[YOUR ASSIGNMENT]
Here is a block of records. Copy every line in it that includes "MatchMode".

[Recorded data]

━━━

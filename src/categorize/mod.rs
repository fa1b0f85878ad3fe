use regex::Regex;

use crate::store::StoreError;

/// How `total_for_category` decides whether a record belongs to a category.
///
/// `Exact` compares the whole description case-insensitively; `Contains`
/// looks for the text anywhere in the description; `Regex` matches the raw
/// description against a compiled pattern.
#[derive(Debug, Clone, Copy, PartialEq, Eq, Default)]
pub(crate) enum MatchMode {
    #[default]
    Exact,
    Contains,
    Regex,
}

impl MatchMode {
    pub(crate) fn parse(s: &str) -> Option<MatchMode> {
        match s.to_lowercase().as_str() {
            "exact" => Some(MatchMode::Exact),
            "contains" | "substring" => Some(MatchMode::Contains),
            "regex" => Some(MatchMode::Regex),
            _ => None,
        }
    }
}

#[derive(Debug)]
pub(crate) struct CategoryMatcher {
    mode: MatchMode,
    pattern: String,
    regex: Option<Regex>,
}

impl CategoryMatcher {
    pub(crate) fn new(mode: MatchMode, pattern: &str) -> Result<Self, StoreError> {
        let regex = match mode {
            MatchMode::Regex => Some(Regex::new(pattern).map_err(|e| {
                StoreError::InvalidInput(format!("bad category pattern {pattern:?}: {e}"))
            })?),
            _ => None,
        };
        Ok(Self {
            mode,
            pattern: pattern.to_lowercase(),
            regex,
        })
    }

    pub(crate) fn matches(&self, description: &str) -> bool {
        match self.mode {
            MatchMode::Exact => description.to_lowercase() == self.pattern,
            MatchMode::Contains => description.to_lowercase().contains(&self.pattern),
            MatchMode::Regex => self
                .regex
                .as_ref()
                .is_some_and(|re| re.is_match(description)),
        }
    }
}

━━━

[SOLUTION BELOW]
pub(crate) enum MatchMode {
impl MatchMode {
    pub(crate) fn parse(s: &str) -> Option<MatchMode> {
            "exact" => Some(MatchMode::Exact),
            "contains" | "substring" => Some(MatchMode::Contains),
            "regex" => Some(MatchMode::Regex),
    mode: MatchMode,
    pub(crate) fn new(mode: MatchMode, pattern: &str) -> Result<Self, StoreError> {
            MatchMode::Regex => Some(Regex::new(pattern).map_err(|e| {
            MatchMode::Exact => description.to_lowercase() == self.pattern,
            MatchMode::Contains => description.to_lowercase().contains(&self.pattern),
            MatchMode::Regex => self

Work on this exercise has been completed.